On 1 December 2016 the lower house of the German parliament, the Bundestag, adopted the German Federal Participation Act (the “Act”), which entered into force on 1 January 2017. The aim of the Act is to strengthen the participation and self-determination of people with disabilities. It will come into force in three rounds of reform. Businesses are only gradually becoming aware that (even at the first stage) the protection of severely disabled people from redundancy has also been significantly reinforced from 1 January 2017 on a practical level by extending the rights of those representing severely disabled employees. Thus businesses will have to gear themselves to even more complex dismissal proceedings.

New rules on dismissals involving representatives of the severely disabled

The Federal Participation Act provides among other things for an amendment to the Ninth Book of the German Social Security Code (the “Code”), which deals with the rehabilitation and participation of disabled people. In the course of the legislative reforms, section 95 of the Ninth Book of the Social Security Code will become section 178 of the Ninth Book of the amended version of the Code from 1 January 2018. However, section 95 of the Ninth Book will already contain a new third sentence from 1 January 2017 stating that the dismissal of a person with severe disabilities which is issued by the employer without involving the severely disabled persons’ representative is ineffective. Despite the new definition of disability in section 2 subsection 1 of the Ninth Book of the Code, employees with a degree of disability recognised as being at least 50% will be regarded as being severely disabled. People with a degree of disability of at least 30% but less than 50% can apply to be treated as equivalent to a person with severe disabilities. They then enjoy essentially the same protection.

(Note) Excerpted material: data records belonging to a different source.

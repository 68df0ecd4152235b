//! Document serializer - render the tree back to XML text
//!
//! Formatting follows libxml's "format" output:
//! - an element whose children are all elements gets one child per line,
//!   indented by `indent` spaces per level
//! - an element holding any text or CDATA is written inline, and so is
//!   everything below it, so character data is never altered
//! - comments and processing instructions count as markup, not text
//! - childless elements self-close

use quick_xml::escape::{escape, partial_escape};
use serde::{Deserialize, Serialize};

use crate::arena::DomArena;
use crate::document::Document;
use crate::error::Result;
use crate::types::*;

/// Serializer configuration
#[derive(Debug, Clone, Serialize, Deserialize)]
pub struct SerializerConfig {
    /// Spaces per nesting level
    pub indent: usize,
    /// Emit the `<?xml ...?>` declaration line
    pub xml_declaration: bool,
}

impl Default for SerializerConfig {
    fn default() -> Self {
        Self {
            indent: 2,
            xml_declaration: true,
        }
    }
}

/// Tree serializer
pub struct DomSerializer {
    config: SerializerConfig,
}

impl DomSerializer {
    pub fn new() -> Self {
        Self::with_config(SerializerConfig::default())
    }

    pub fn with_config(config: SerializerConfig) -> Self {
        Self { config }
    }

    /// Serialize a document as UTF-8 XML
    pub fn serialize(&self, doc: &Document) -> Result<String> {
        let arena = doc.arena();
        let mut output = String::with_capacity(4096);

        if self.config.xml_declaration {
            output.push_str(r#"<?xml version="1.0" encoding="UTF-8""#);
            if let Some(standalone) = &doc.standalone {
                output.push_str(&format!(r#" standalone="{}""#, escape(standalone.as_str())));
            }
            output.push_str("?>\n");
        }

        if let Some(root_id) = arena.root_id() {
            let namespace = doc.namespace.as_deref();
            self.serialize_node(arena, root_id, 0, true, namespace, &mut output)?;
            output.push('\n');
        }

        Ok(output)
    }

    /// Serialize a single node recursively
    fn serialize_node(
        &self,
        arena: &DomArena,
        node_id: NodeId,
        depth: usize,
        format: bool,
        namespace: Option<&str>,
        output: &mut String,
    ) -> Result<()> {
        let node = arena.get(node_id)?;

        match node.node_type {
            NodeType::Element => {
                // Format: <tag xmlns="..." attr="value">
                output.push('<');
                output.push_str(&node.node_name);

                if let Some(ns) = namespace {
                    output.push_str(&format!(" xmlns=\"{}\"", escape(ns)));
                }
                for (name, value) in &node.attributes {
                    output.push_str(&format!(" {}=\"{}\"", name, escape(value.as_str())));
                }

                if node.children_ids.is_empty() {
                    output.push_str("/>");
                    return Ok(());
                }
                output.push('>');

                // Any text child switches formatting off for the whole subtree
                let mut has_text = false;
                for &child_id in &node.children_ids {
                    has_text |= arena.get(child_id)?.is_character_data();
                }
                let format = format && !has_text;

                for &child_id in &node.children_ids {
                    if format {
                        output.push('\n');
                        output.push_str(&" ".repeat(self.config.indent * (depth + 1)));
                    }
                    self.serialize_node(arena, child_id, depth + 1, format, None, output)?;
                }

                if format {
                    output.push('\n');
                    output.push_str(&" ".repeat(self.config.indent * depth));
                }

                // Closing tag
                output.push_str("</");
                output.push_str(&node.node_name);
                output.push('>');
            }
            NodeType::Text => {
                output.push_str(&partial_escape(node.node_value.as_str()));
            }
            NodeType::CData => {
                output.push_str("<![CDATA[");
                output.push_str(&node.node_value);
                output.push_str("]]>");
            }
            NodeType::Comment => {
                output.push_str("<!--");
                output.push_str(&node.node_value);
                output.push_str("-->");
            }
            NodeType::ProcessingInstruction => {
                output.push_str("<?");
                output.push_str(&node.node_name);
                if !node.node_value.is_empty() {
                    output.push(' ');
                    output.push_str(&node.node_value);
                }
                output.push_str("?>");
            }
        }

        Ok(())
    }
}

impl Default for DomSerializer {
    fn default() -> Self {
        Self::new()
    }
}

/// Serialize with the default configuration
pub fn to_xml(doc: &Document) -> Result<String> {
    DomSerializer::new().serialize(doc)
}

Previous legal situation: consultation not a precondition for effective dismissal

Under the previous legal situation, it was necessary to consult the person responsible for representing the interests of severely disabled employees beforehand. However, this was not a precondition which had to be met in order for a dismissal to be effective.

Tougher requirements from 1 January 2017

Since 1 January 2017 things are different: if a company fails to properly inform the severely disabled persons’ representative and to consult him or her before giving notice, performance or completion of the measure no longer simply has to be suspended and repeated after seven days. The notice of dismissal is ineffective pursuant to section 95 subsection 2 sentence 3 of the Ninth Book of the Code (as amended) (from 1 January 2018 section 178 subsection 2 sentence 3 of the Ninth Book of the Code). The representative’s option to bring the matter before a labour court (by way of an interim injunction) in order to enforce the employee’s right to participate in working life is no longer sufficient for the legislator.

Consequently, the formal and procedural requirements for a notice of dismissal to be effective have increased significantly since 1 January 2017. At least three proceedings have to be conducted if a disabled employees’ representative and works council exist:

  • apart from the consent of the Integration Office (previously section 85 Ninth Book of the Code, and in future section 168 Ninth Book of the Code)
  • and proper consultation of the works council (section 102 Works Constitution Act),
  • it must also be ensured that the severely disabled persons’ representative is able to properly participate (section 95 subsection 2 sentence 3 Ninth Book of the Code (as amended), and in future section 178 subsection 2 Ninth Book of the Code (as amended)).

If notice is to be given as part of mass redundancies, the procedure set out in section 17 German Act Against Unfair Dismissal also has to be carried out in advance, although this act is not altered by the Federal Participation Act. If the Act Against Unfair Dismissal applies, a reason for dismissal is of course required as well (section 1 subsection 2 Act Against Unfair Dismissal).

Outstanding questions – parallels to consultation of works council?

It is not exactly helpful for the day-to-day practices of businesses that the legislator has not specified any time limits for consultation and statements in section 95 Ninth Book of the Code (as amended) (and section 178 Ninth Book of the Code (as amended)). In this respect it would have been opportune to adopt the differentiated rule in section 102 German Works Constitution Act. However, the fact that this did not happen was probably not a conscious decision. Ultimately, only case law will bring clarity in this respect. Until then, businesses will have to be able to let themselves be guided by section 102 Works Constitution Act and to use the rules on time limits specified there by analogy. Moreover, companies should make sure that they obtain a conclusive statement from the severely disabled persons’ representative before issuing notice of dismissal.

The restated version of section 95 subsection 2 of the Ninth Book of the Code (and section 178 subsection 2 Ninth Book of the Code (as amended)) also fails to make clear how the timing of the consultation of the severely disabled persons’ representative should relate to the timing of the employer’s application to the Integration Office. Hence the representative and the Integration Office should be simultaneously involved in order to guarantee that they have the same information status and to avoid ineffective notice being given. To avoid delays, all the participation proceedings should ultimately be carried out on a parallel basis.

Conclusion

The Federal Participation Act strengths the rights of employees with severe disabilities and equivalent employees in connection with notices of dismissal. Employees will also have to make sure that the severely disabled persons’ representative is informed and consulted before giving notice. The uncertainties associated with the incomplete new legislation will have to be jointly managed by the employer and employee representatives. With their new tasks, the responsibilities taken on by those acting as representatives of the severely disabled towards their employers will also increase as a result of their greater influence. Companies will be able to fall back on their experience gained in connection with section 102 Works Constitution Act in this context.